With regard to the customers becoming partners if 200 free user licenses were given to partners, I would imagine that if that happened, MS would change their policy to state partners had to generate X amount of sales per year to stay a partner. I also noticed some posts about don’t we do the same thing to customers when we make them buy licenses to access one area. My answer to that is no because we aren’t comparing apples to apples. I don’t tell a customer to buy 20 licenses and then later on cut their license count to 5 and say “buy more licenses.” I realize in this situation, we didn’t purchase the licenses in the first place, but to give them to us up front and then make such a drastic cut seems a little harsh.
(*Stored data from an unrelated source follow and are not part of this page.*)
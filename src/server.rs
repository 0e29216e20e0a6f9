//! Server initialization and startup logic for promptcast.

use std::sync::Arc;

use tokio::sync::mpsc;
use tokio::task::JoinHandle;
use tracing::{debug, info};
use tracing_appender::rolling::{RollingFileAppender, Rotation};
use tracing_subscriber::{fmt, layer::SubscriberExt, util::SubscriberInitExt, EnvFilter};

use promptcast_browser_cdp::{AgentHost, BrowserManager, BrowserManagerConfig, CdpTabs};
use promptcast_config::{promptcast_dir, Config};
use promptcast_core::{OrchestratorConfig, ProviderCatalog, TabOrchestrator};
use promptcast_inject::ProfileBook;
use promptcast_protocols::{RuntimeMessage, TabBrowser, TabId};

use crate::api::create_router;

/// Initialize tracing with console and file output.
///
/// Log files are written to ~/.promptcast/logs/ with daily rotation.
pub(crate) fn init_tracing() -> Result<(), Box<dyn std::error::Error>> {
    let log_dir = promptcast_dir().join("logs");
    std::fs::create_dir_all(&log_dir)?;

    let file_appender = RollingFileAppender::builder()
        .rotation(Rotation::DAILY)
        .filename_prefix("promptcast")
        .filename_suffix("log")
        .max_log_files(30)
        .build(&log_dir)?;

    let (non_blocking, guard) = tracing_appender::non_blocking(file_appender);

    // The writer flushes until the guard drops.
    static GUARD: std::sync::OnceLock<tracing_appender::non_blocking::WorkerGuard> =
        std::sync::OnceLock::new();
    let _ = GUARD.set(guard);

    let env_filter = EnvFilter::try_from_default_env().unwrap_or_else(|_| EnvFilter::new("info"));

    tracing_subscriber::registry()
        .with(env_filter)
        // Console layer
        .with(fmt::layer().with_target(true).with_ansi(true))
        // File layer
        .with(fmt::layer().with_writer(non_blocking).with_ansi(false))
        .init();

    Ok(())
}

/// A connected browser with the orchestrator running on top of it.
pub(crate) struct Host {
    pub orchestrator: Arc<TabOrchestrator>,
    pub agents: Arc<AgentHost>,
    manager: BrowserManager,
    tasks: Vec<JoinHandle<()>>,
}

impl Host {
    /// Connect to (or launch) Chrome and wire tabs, page agents and the
    /// orchestrator together.
    pub async fn start(config: &Config) -> Result<Self, Box<dyn std::error::Error>> {
        let manager = BrowserManager::new(BrowserManagerConfig::from_config(&config.browser));
        let client = manager.connect().await?;
        info!("Connected to browser at {}", client.http_endpoint());

        let catalog = ProviderCatalog::from_config(config);
        let (uplink, mut inbox) = mpsc::unbounded_channel::<(TabId, RuntimeMessage)>();
        let agents = Arc::new(AgentHost::new(
            ProfileBook::from_catalog(&catalog),
            &config.timing,
            uplink,
        ));

        let tabs = CdpTabs::start(client, agents.clone()).await?;
        let events = tabs.subscribe();
        let browser: Arc<dyn TabBrowser> = tabs;
        let orchestrator = Arc::new(TabOrchestrator::new(
            browser,
            catalog,
            OrchestratorConfig::from_timing(&config.timing),
        ));

        let mut tasks = vec![tokio::spawn(orchestrator.clone().run(events))];

        // Page → orchestrator traffic.
        let receiver = orchestrator.clone();
        tasks.push(tokio::spawn(async move {
            while let Some((tab_id, message)) = inbox.recv().await {
                debug!("{} from tab {}", message.kind(), tab_id);
                receiver.handle_message(message, Some(tab_id));
            }
        }));

        Ok(Self {
            orchestrator,
            agents,
            manager,
            tasks,
        })
    }

    pub async fn shutdown(self) {
        for task in &self.tasks {
            task.abort();
        }
        self.manager.shutdown().await;
    }
}

/// Run the server in foreground.
pub(crate) async fn run_server(config: Config) -> Result<(), Box<dyn std::error::Error>> {
    let host_addr = config.server.host.clone();
    let port = config.server.port;

    info!("Starting promptcast v{}", env!("CARGO_PKG_VERSION"));

    let host = Host::start(&config).await?;
    let app = create_router(host.orchestrator.clone());

    info!("promptcast ready:");
    info!("  API Server:    http://{}:{}", host_addr, port);
    info!("");
    info!("API Endpoints:");
    info!("  POST /api/messages   - runtime message (OPEN_AI_PROVIDERS, ...)");
    info!("  GET  /api/tabs       - provider tab registry");
    info!("  GET  /health         - health check");

    let addr: std::net::SocketAddr = format!("{}:{}", host_addr, port).parse()?;
    let listener = tokio::net::TcpListener::bind(addr).await?;
    info!("Interface server listening on {}", addr);
    axum::serve(listener, app)
        .with_graceful_shutdown(async {
            let _ = tokio::signal::ctrl_c().await;
        })
        .await?;

    info!("Shutting down...");
    host.shutdown().await;
    Ok(())
}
Below is what our license looked like before the expiration message appeared:

Maximum No. of Sessions
Total…: 1,251
Any…: 251
Application Server…: 1,000
NAVI Hub…: 1

Our new license looks like this:

Maximum No. of Sessions
Total…: 1,020
Any…: 20
Application Server…: 1,000
NAVI Hub…: 1

As you can see, we clearly had 200+ licenses available to us. Part of this may be caused by the fact that I had one of my staff handling our NAV licensing and MS Gold Partner account, but he has left the company and I was asked to take over those aspects. Maybe we were told before now and it was just never communicated to me; I’m just not sure. I’m not trying to cheat MS out of their money or do anything illegal. I just can’t accept the fact that we are the only partner that has encountered this situation. Maybe part of the problem is that we are an accounting firm as far as primary business activity. Only 20 of us (10%) are in the consulting division that resells NAV. Maybe if we had a consulting division of 100 (50%), we could afford to pay for all the licenses outright all at once. I currently have about 8 different ways to work around the license issue, some take time, some are illegal, some fall into the “it appears to work, but is it legal?” realm. I was just hoping someone else had encountered the same problem and been through the same frustration with Microsoft, but managed to find a reasonable work around.
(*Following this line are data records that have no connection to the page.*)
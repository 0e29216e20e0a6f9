//! Broadcast requests and per-page fill instructions.

use serde::{Deserialize, Serialize};
use uuid::Uuid;

use super::provider::Provider;

/// One user send action, fanned out to every listed provider.
///
/// Built once and never retried as a whole; each provider is resolved and
/// delivered to independently.
#[derive(Debug, Clone, PartialEq, Eq, Serialize, Deserialize)]
pub struct BroadcastRequest {
    pub id: Uuid,
    pub prompt: String,
    pub providers: Vec<Provider>,
    pub auto_send: bool,
    pub follow_up: bool,
}

impl BroadcastRequest {
    pub fn new(
        prompt: impl Into<String>,
        providers: Vec<Provider>,
        auto_send: bool,
        follow_up: bool,
    ) -> Self {
        Self {
            id: Uuid::new_v4(),
            prompt: prompt.into(),
            providers,
            auto_send,
            follow_up,
        }
    }
}

/// What is actually delivered into a page.
#[derive(Debug, Clone, PartialEq, Eq, Serialize, Deserialize)]
pub struct FillInstruction {
    pub prompt: String,
    pub auto_send: bool,
    pub follow_up: bool,
}

/// Observed result of one page-side attempt. Logged, never propagated.
#[derive(Debug, Clone, Copy, Default, PartialEq, Eq, Serialize, Deserialize)]
pub struct InjectionOutcome {
    pub filled: bool,
    pub sent: bool,
}

impl InjectionOutcome {
    /// Short label distinguishing "filled but not sent" from total failure.
    pub fn label(&self) -> &'static str {
        match (self.filled, self.sent) {
            (_, true) => "sent",
            (true, false) => "filled",
            (false, false) => "failed",
        }
    }
}

#[cfg(test)]
mod tests {
    use super::*;

    #[test]
    fn test_requests_get_distinct_ids() {
        let a = BroadcastRequest::new("a", vec![], false, false);
        let b = BroadcastRequest::new("a", vec![], false, false);
        assert_ne!(a.id, b.id);
    }

    #[test]
    fn test_outcome_labels() {
        assert_eq!(InjectionOutcome::default().label(), "failed");
        assert_eq!(InjectionOutcome { filled: true, sent: false }.label(), "filled");
        assert_eq!(InjectionOutcome { filled: true, sent: true }.label(), "sent");
    }
}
This little gem helps clarify things a bit.

Basically this is exactly what I was referring to. The whole idea of the Partner license is to use it to run your NAVISION business on. i.e. the Navision system you use for free from Microsoft really was meant for companies whose primary line of business is selling Navision. In your case 20/200 means that only 10% of the users are using the system for Navision related business. So when you say…

. Possibly in this case they see this happening in your case and thus did exactly that and changed their policy.
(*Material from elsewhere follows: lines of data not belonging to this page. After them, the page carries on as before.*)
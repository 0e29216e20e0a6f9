//! Tab orchestrator.
//!
//! Resolves one tab per provider for every broadcast, reusing a registered
//! tab in follow-up mode and creating one otherwise, then delivers the fill
//! instruction to the page agent in that tab. Providers are handled
//! concurrently and independently; a failure for one is logged and never
//! touches the others.

use std::sync::Arc;
use std::time::Duration;

use futures::future::join_all;
use parking_lot::Mutex;
use serde::Serialize;
use tokio::sync::broadcast::{self, error::RecvError};
use tokio::task::JoinHandle;
use tracing::{debug, info, warn};
use uuid::Uuid;

use promptcast_config::TimingConfig;
use promptcast_protocols::{
    BroadcastRequest, FillInstruction, MessageAck, Provider, RuntimeMessage, TabBrowser,
    TabError, TabEvent, TabId, TabStatus,
};

use crate::catalog::ProviderCatalog;
use crate::classifier::{classify, DomainKey};
use crate::registry::TabRegistry;

/// Orchestrator configuration.
#[derive(Debug, Clone)]
pub struct OrchestratorConfig {
    /// Upper bound on waiting for a created tab's load-complete signal.
    pub page_load_timeout: Duration,
}

impl Default for OrchestratorConfig {
    fn default() -> Self {
        Self::from_timing(&TimingConfig::default())
    }
}

impl OrchestratorConfig {
    pub fn from_timing(timing: &TimingConfig) -> Self {
        Self {
            page_load_timeout: timing.page_load_timeout(),
        }
    }
}

/// How a provider's tab was obtained.
#[derive(Debug, Clone, Copy, PartialEq, Eq, Serialize)]
#[serde(rename_all = "snake_case")]
pub enum DispatchMode {
    Reused,
    Created,
}

/// Per-provider result of one broadcast. Reports dispatch, not page outcome.
#[derive(Debug, Clone, Serialize)]
pub struct ProviderDispatch {
    pub provider_id: String,
    pub domain: DomainKey,
    pub tab_id: Option<TabId>,
    pub mode: Option<DispatchMode>,
    pub error: Option<String>,
}

impl ProviderDispatch {
    fn new(provider: &Provider, domain: &DomainKey) -> Self {
        Self {
            provider_id: provider.id.clone(),
            domain: domain.clone(),
            tab_id: None,
            mode: None,
            error: None,
        }
    }

    /// Whether the fill instruction reached a tab.
    pub fn is_dispatched(&self) -> bool {
        self.tab_id.is_some() && self.error.is_none()
    }
}

/// Result of one broadcast.
#[derive(Debug, Clone, Serialize)]
pub struct BroadcastReport {
    pub request_id: Uuid,
    pub dispatches: Vec<ProviderDispatch>,
}

impl BroadcastReport {
    pub fn dispatched(&self) -> usize {
        self.dispatches.iter().filter(|d| d.is_dispatched()).count()
    }
}

/// Maps providers to tabs and relays fill instructions.
pub struct TabOrchestrator {
    browser: Arc<dyn TabBrowser>,
    registry: TabRegistry,
    catalog: ProviderCatalog,
    config: OrchestratorConfig,
    /// Most recent broadcast, kept for inspection.
    last_broadcast: Mutex<Option<BroadcastRequest>>,
    in_flight: Mutex<Vec<JoinHandle<()>>>,
}

impl TabOrchestrator {
    pub fn new(
        browser: Arc<dyn TabBrowser>,
        catalog: ProviderCatalog,
        config: OrchestratorConfig,
    ) -> Self {
        Self {
            browser,
            registry: TabRegistry::new(),
            catalog,
            config,
            last_broadcast: Mutex::new(None),
            in_flight: Mutex::new(Vec::new()),
        }
    }

    pub fn registry(&self) -> &TabRegistry {
        &self.registry
    }

    pub fn catalog(&self) -> &ProviderCatalog {
        &self.catalog
    }

    pub fn last_broadcast(&self) -> Option<BroadcastRequest> {
        self.last_broadcast.lock().clone()
    }

    /// Run one broadcast to completion of every provider's dispatch.
    pub async fn broadcast(&self, request: BroadcastRequest) -> BroadcastReport {
        info!(
            "Broadcast {} to {} provider(s) (auto_send: {}, follow_up: {})",
            request.id,
            request.providers.len(),
            request.auto_send,
            request.follow_up
        );
        *self.last_broadcast.lock() = Some(request.clone());

        let dispatches = join_all(
            request
                .providers
                .iter()
                .map(|provider| self.dispatch(provider, &request)),
        )
        .await;

        let report = BroadcastReport {
            request_id: request.id,
            dispatches,
        };
        info!(
            "Broadcast {} dispatched to {}/{} provider(s)",
            report.request_id,
            report.dispatched(),
            report.dispatches.len()
        );
        report
    }

    /// Start a broadcast in the background.
    pub fn spawn_broadcast(self: &Arc<Self>, request: BroadcastRequest) {
        let this = Arc::clone(self);
        self.track(tokio::spawn(async move {
            this.broadcast(request).await;
        }));
    }

    /// Answer one runtime message. Work is started, not awaited; a `true`
    /// ack only means it was initiated.
    ///
    /// `sender` is the tab the message came from, when it came from a page.
    pub fn handle_message(
        self: &Arc<Self>,
        message: RuntimeMessage,
        sender: Option<TabId>,
    ) -> MessageAck {
        match message {
            RuntimeMessage::OpenAiProviders {
                urls,
                prompt,
                auto_send,
                follow_up_mode,
            } => {
                if prompt.trim().is_empty() {
                    warn!("Rejecting OPEN_AI_PROVIDERS with an empty prompt");
                    return MessageAck::rejected();
                }
                let providers = urls
                    .iter()
                    .map(|url| self.catalog.provider_for_url(url))
                    .collect();
                let request = BroadcastRequest::new(prompt, providers, auto_send, follow_up_mode);
                self.spawn_broadcast(request);
                MessageAck::ok()
            }
            RuntimeMessage::PromptSent {} => match sender {
                Some(tab_id) => {
                    let this = Arc::clone(self);
                    self.track(tokio::spawn(async move {
                        this.on_prompt_sent(&tab_id).await;
                    }));
                    MessageAck::ok()
                }
                None => {
                    debug!("PROMPT_SENT without a sender tab, ignoring");
                    MessageAck::rejected()
                }
            },
            RuntimeMessage::FillPrompt { .. } => {
                debug!("FILL_PROMPT is addressed to pages, not the orchestrator");
                MessageAck::rejected()
            }
        }
    }

    /// A page reported a send: register its tab under the tab's own domain.
    ///
    /// This is how tabs the user opened by hand enter the registry.
    pub async fn on_prompt_sent(&self, tab_id: &TabId) {
        match self.browser.get_tab(tab_id).await {
            Ok(Some(info)) => {
                let domain = classify(&info.url);
                if domain.is_valid() {
                    info!("Prompt sent from tab {} ({})", tab_id, domain);
                    self.registry.record(domain, tab_id.clone());
                } else {
                    debug!("Prompt sent from tab {} with unclassifiable URL", tab_id);
                }
            }
            Ok(None) => debug!("Prompt sent from tab {} which is already gone", tab_id),
            Err(e) => warn!("Failed to inspect tab {} after send: {}", tab_id, e),
        }
    }

    /// Apply one tab lifecycle notification.
    pub fn on_tab_event(&self, event: &TabEvent) {
        if let TabEvent::Removed { tab_id } = event {
            self.registry.remove(tab_id);
        }
    }

    /// Consume tab lifecycle events until the stream closes.
    pub async fn run(self: Arc<Self>, mut events: broadcast::Receiver<TabEvent>) {
        debug!("Orchestrator event loop started");
        loop {
            match events.recv().await {
                Ok(event) => self.on_tab_event(&event),
                Err(RecvError::Lagged(skipped)) => {
                    warn!("Orchestrator lagged, {} tab event(s) dropped", skipped);
                }
                Err(RecvError::Closed) => break,
            }
        }
        debug!("Orchestrator event loop stopped");
    }

    /// Wait for every background task started so far.
    pub async fn settle(&self) {
        loop {
            let handles: Vec<JoinHandle<()>> = std::mem::take(&mut *self.in_flight.lock());
            if handles.is_empty() {
                return;
            }
            for handle in handles {
                if let Err(e) = handle.await {
                    warn!("Background dispatch task failed: {}", e);
                }
            }
        }
    }

    fn track(&self, handle: JoinHandle<()>) {
        let mut in_flight = self.in_flight.lock();
        in_flight.retain(|h| !h.is_finished());
        in_flight.push(handle);
    }

    async fn dispatch(&self, provider: &Provider, request: &BroadcastRequest) -> ProviderDispatch {
        let domain = classify(&provider.url);
        let auto_send = self.catalog.effective_auto_send(&domain, request.auto_send);
        let mut dispatch = ProviderDispatch::new(provider, &domain);

        if request.follow_up {
            if let Some(tab_id) = self.find_existing(&domain).await {
                match self.browser.activate_tab(&tab_id).await {
                    Ok(()) => {
                        let instruction = FillInstruction {
                            prompt: request.prompt.clone(),
                            auto_send,
                            follow_up: true,
                        };
                        info!("Follow-up to {} in existing tab {}", provider.id, tab_id);
                        if let Err(e) = self.deliver(&tab_id, instruction).await {
                            warn!("Delivery to {} (tab {}) failed: {}", provider.id, tab_id, e);
                            dispatch.error = Some(e.to_string());
                        }
                        dispatch.tab_id = Some(tab_id);
                        dispatch.mode = Some(DispatchMode::Reused);
                        return dispatch;
                    }
                    Err(e) => {
                        warn!(
                            "Focusing tab {} for {} failed: {}, opening a new tab",
                            tab_id, provider.id, e
                        );
                        self.registry.remove(&tab_id);
                    }
                }
            }
        }

        let instruction = FillInstruction {
            prompt: request.prompt.clone(),
            auto_send,
            follow_up: false,
        };
        match self.open_and_fill(provider, &domain, instruction).await {
            Ok(tab_id) => {
                dispatch.tab_id = Some(tab_id);
                dispatch.mode = Some(DispatchMode::Created);
            }
            Err((tab_id, e)) => {
                warn!("Dispatch to {} failed: {}", provider.id, e);
                dispatch.tab_id = tab_id;
                dispatch.mode = dispatch.tab_id.as_ref().map(|_| DispatchMode::Created);
                dispatch.error = Some(e.to_string());
            }
        }
        dispatch
    }

    /// The two reuse paths: cached entry first, then a scan of open tabs.
    async fn find_existing(&self, domain: &DomainKey) -> Option<TabId> {
        if !domain.is_valid() {
            return None;
        }
        if let Some(tab_id) = self.registry.resolve(domain, self.browser.as_ref()).await {
            return Some(tab_id);
        }
        self.registry.observe_all(domain, self.browser.as_ref()).await
    }

    /// Create a tab, register it, wait for it to load, then deliver.
    async fn open_and_fill(
        &self,
        provider: &Provider,
        domain: &DomainKey,
        instruction: FillInstruction,
    ) -> Result<TabId, (Option<TabId>, TabError)> {
        // Subscribe before creating so the load signal cannot be missed.
        let mut events = self.browser.subscribe();
        let tab_id = self
            .browser
            .create_tab(&provider.url)
            .await
            .map_err(|e| (None, e))?;
        info!("Opened tab {} for {}", tab_id, provider.id);
        self.registry.record(domain.clone(), tab_id.clone());

        match self.wait_for_load(&mut events, &tab_id).await {
            Ok(()) => debug!("Tab {} finished loading", tab_id),
            Err(TabError::Timeout(what)) => {
                warn!("Timed out waiting for {}, delivering anyway", what);
            }
            Err(e) => return Err((Some(tab_id), e)),
        }
        drop(events);

        self.deliver(&tab_id, instruction)
            .await
            .map_err(|e| (Some(tab_id.clone()), e))?;
        Ok(tab_id)
    }

    /// Wait for exactly one load-complete signal for `tab_id`.
    async fn wait_for_load(
        &self,
        events: &mut broadcast::Receiver<TabEvent>,
        tab_id: &TabId,
    ) -> Result<(), TabError> {
        let wait = async {
            loop {
                match events.recv().await {
                    Ok(TabEvent::Updated {
                        tab_id: id,
                        status: TabStatus::Complete,
                    }) if id == *tab_id => return Ok(()),
                    Ok(TabEvent::Removed { tab_id: id }) if id == *tab_id => {
                        return Err(TabError::AccessFailed(format!(
                            "tab {} closed while loading",
                            tab_id
                        )));
                    }
                    Ok(_) => continue,
                    Err(RecvError::Lagged(_)) => {
                        // Missed events; fall back to asking for the status directly.
                        if let Ok(Some(info)) = self.browser.get_tab(tab_id).await {
                            if info.status == TabStatus::Complete {
                                return Ok(());
                            }
                        }
                    }
                    Err(RecvError::Closed) => {
                        return Err(TabError::Browser("tab event stream closed".to_string()));
                    }
                }
            }
        };

        tokio::time::timeout(self.config.page_load_timeout, wait)
            .await
            .map_err(|_| TabError::Timeout(format!("tab {} to load", tab_id)))?
    }

    async fn deliver(&self, tab_id: &TabId, instruction: FillInstruction) -> Result<(), TabError> {
        let ack = self.browser.deliver(tab_id, instruction.into()).await?;
        if !ack.success {
            warn!("Page in tab {} declined the fill instruction", tab_id);
        }
        Ok(())
    }
}

#[cfg(test)]
#[path = "orchestrator_tests.rs"]
mod tests;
Anyway I am just stating from my experience, not trying to knock you for tryiing, nor MS for preventing. I can see both sides of the arguement, but I can also say that I have seen a number of companies whose prime business was not Navision, and they were forced to buy an enduser license for their non Navision related business, so I do not believe this to be a unique scenario, maybe it just took them a while to catch up.

I do agree with you though that under these conditions they should have given you a lot of advance notice, not simply springing it on you like this.

Oh and to be devil’s advocate, Navision have never given 200 user Partner licenses for running their accounting on. They did have special licenses that allowed partners to test large numebrs of users for perfromance testing purposes only, but if you read the contract, those licenses were spceificaly NOT to be used for internal accounting. It was Microsoft that later streamlined the various different types of licenses not PC&C.

Anyway, I am sorry that I can not provide you with any news that you would want to hear. I think only Microsoft can help you on this.

At this point, I am going to close the thread. My manager, the IT manager, and I are going to meet this week to review the options we have come up with and figure out the best way to proceed given Microsoft’s response.

Thank you to everyone that took the time to read this and weigh in.